Top of mind for most seniors considering moving into an independent senior community is their proximity to their family. As people age, the most important family plays a part to keep them company. It is harder for them to maintain a thriving social life with close friends closer to their age having the same mobility issues as they do, so lessening the barriers in having family and friends over would already make it worth moving into a community closer to family and friends. The situation a senior usually face is their kids—who are usually parents themselves--working long hours and not having the time to visit them after work, or even during weekends because of the responsibilities they have. Add in their family time, commitments with other friends, and exercise, their kids do have a lot on their plate and making it easier for them to visit.

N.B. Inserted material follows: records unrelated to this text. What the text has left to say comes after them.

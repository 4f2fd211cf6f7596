mod driver;
mod flow;

pub use driver::{Driver, PageDriver};

use crate::config::{BrowserConfig, Config};
use crate::Result;
use eoka::Browser;
use serde::Serialize;
use std::time::{Instant, SystemTime, UNIX_EPOCH};
use tracing::{debug, info, warn};

/// Result of a sync run.
#[derive(Debug, Serialize)]
pub struct SyncReport {
    /// Whether the run succeeded.
    pub success: bool,
    /// Error message if failed.
    pub error: Option<String>,
    /// Number of mirrors synced.
    pub repos_synced: usize,
    /// Number of mirrors configured.
    pub repos_total: usize,
    /// Total duration in milliseconds.
    pub duration_ms: u64,
}

/// Drives the login-and-sync flow against one browser window.
pub struct Runner {
    browser: Browser,
    driver: PageDriver,
}

impl Runner {
    /// Launch a browser from the config.
    pub async fn new(config: &BrowserConfig) -> Result<Self> {
        let stealth = eoka::StealthConfig {
            headless: config.headless,
            proxy: config.proxy.clone(),
            user_agent: config.user_agent.clone(),
            viewport_width: config.viewport.as_ref().map(|v| v.width).unwrap_or(1360),
            viewport_height: config.viewport.as_ref().map(|v| v.height).unwrap_or(768),
            ..Default::default()
        };

        debug!(
            "launching browser (headless: {}, proxy: {:?})",
            config.headless, config.proxy
        );
        let browser = Browser::launch_with_config(stealth).await?;
        let page = browser.new_page("about:blank").await?;

        Ok(Self {
            browser,
            driver: PageDriver::new(page),
        })
    }

    /// Access the driver (for custom steps around a run).
    pub fn driver(&self) -> &PageDriver {
        &self.driver
    }

    /// Log in, confirm the login, and sync every configured mirror.
    ///
    /// Flow failures are captured into the report (after the optional
    /// failure screenshot) rather than propagated, so the caller decides
    /// the exit code.
    pub async fn run(&mut self, config: &Config) -> Result<SyncReport> {
        let start = Instant::now();
        let repos_total = config.repos.len();

        match self.run_flow(config).await {
            Ok(synced) => {
                info!("synced {}/{} mirrors", synced, repos_total);
                Ok(SyncReport {
                    success: true,
                    error: None,
                    repos_synced: synced,
                    repos_total,
                    duration_ms: start.elapsed().as_millis() as u64,
                })
            }
            Err(e) => {
                warn!("run failed: {}", e);
                self.handle_failure(config).await;
                Ok(SyncReport {
                    success: false,
                    error: Some(e.to_string()),
                    repos_synced: 0,
                    repos_total,
                    duration_ms: start.elapsed().as_millis() as u64,
                })
            }
        }
    }

    async fn run_flow(&self, config: &Config) -> Result<usize> {
        flow::log_in(&self.driver, config).await?;
        flow::confirm_login(&self.driver, config).await?;
        flow::sync_all(&self.driver, config).await
    }

    async fn handle_failure(&self, config: &Config) {
        let Some(ref on_failure) = config.on_failure else {
            return;
        };
        let Some(ref screenshot_path) = on_failure.screenshot else {
            return;
        };

        let timestamp = SystemTime::now()
            .duration_since(UNIX_EPOCH)
            .map(|d| d.as_secs())
            .unwrap_or(0);
        let path = screenshot_path.replace("{timestamp}", &timestamp.to_string());
        info!("saving failure screenshot to: {}", path);
        match self.driver.screenshot().await {
            Ok(data) => {
                if let Err(e) = std::fs::write(&path, data) {
                    warn!("failed to save screenshot: {}", e);
                }
            }
            Err(e) => warn!("failed to capture screenshot: {}", e),
        }
    }

    /// Close the browser.
    pub async fn close(self) -> Result<()> {
        self.browser.close().await?;
        Ok(())
    }
}
//! Single-slot broadcast presenter.
//!
//! A [`Screen`] holds at most one running live (the on-air slot). Spots
//! attach to a screen; the screen starts the spot's live when a mover
//! arrives there. See [`crate::systems::screen`].

use std::fmt;

use bevy_ecs::prelude::{Component, Entity};

use crate::components::live::{Live, LiveKind};

/// The live currently occupying a screen.
pub struct OnAirSlot {
    pub mover: Entity,
    pub spot: Entity,
    /// Container entity spawned as a child of the screen for this live.
    pub container: Entity,
    pub kind: LiveKind,
    /// Taken out while one of its callbacks runs.
    pub(crate) live: Option<Box<dyn Live>>,
    pub(crate) end_requested: bool,
}

#[derive(Component, Default)]
pub struct Screen {
    pub(crate) slot: Option<OnAirSlot>,
}

impl Screen {
    pub fn new() -> Self {
        Screen::default()
    }

    pub fn slot(&self) -> Option<&OnAirSlot> {
        self.slot.as_ref()
    }

    pub fn is_on_air(&self) -> bool {
        self.slot.is_some()
    }
}

impl fmt::Debug for Screen {
    fn fmt(&self, f: &mut fmt::Formatter<'_>) -> fmt::Result {
        match &self.slot {
            None => f.debug_struct("Screen").field("slot", &"empty").finish(),
            Some(slot) => f
                .debug_struct("Screen")
                .field("mover", &slot.mover)
                .field("spot", &slot.spot)
                .field("container", &slot.container)
                .field("kind", &slot.kind)
                .field("end_requested", &slot.end_requested)
                .finish(),
        }
    }
}

/// Marks the rendering container of a running live.
#[derive(Component, Clone, Copy, Debug)]
pub struct LiveContainer {
    pub screen: Entity,
    pub spot: Entity,
}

Another major consideration is the accessibility of medical services from the senior community. Maintaining one's health becomes far more important in the senior years as they become more prone to injuries. Having one’s primary care provide nearby reduces the stress that arises when something unexpected happens. If one is not feeling great, it is also not advisable to travel in long periods of time so location does matter. Following up on your health concerns will be also much easier with your doctor close to your senior home. On top of them, it is highly likely that one will put off getting their symptoms or health issues checked if they are too far from their health providers. To discourage this behavior, consider your accessibility to your primary health care provider.

Everyone has hobbies and these hobbies make up majority of one’s day, especially to those of seniors whose spiritual and emotional fulfillment often come from the things they are passionate about. Therefore, it is essential to be close to amenities and places related to one’s hobbies. Having something to be busy with is not only make you physically healthy, but it gives you a sense of purpose that is usually found in people who lead happy lives. If one is an avid baker, it may be worth it for them to be closer to downtown areas where there is a thriving culinary scene. If one loves books and reading, it will be great to be close to the library and bookshops in the county. If one likes the thrill and adventure, it is worth being close to the mountains and trails like in New Hampshire. Maybe look at independent senior apartments in New Hampshire?

Sleep is a very important activity that is too often overlooked, and having good sleep only comes in quiet decongested neighborhoods. Therefore, another consideration one must take is the vibe and ambiance of the neighborhood. While proximity to important places like your health provider is important, sometimes it means being close to high traffic areas—such as the downtown are—and that gets loud in the evening. Some also consider the friendliness of the neighborhood. It does make sense; one nasty encounter on the street can spoil one’s day! People from the Midwest, such as that from Kansas are well known for hospitality, so if the vibe of the neighborhood matters to you, consider retirement communities in Kansas City, KS or senior apartments in Kansas City, MO.

Unfortunately, on most cases, seniors do not get to have everything on their wish list --- and that’s okay. According to Senior Living, 60 per cent of seniors end up moving to locations they did not originally planned because of higher priorities such as health care. It is just a matter of figuring out what your priorities are and weighing them.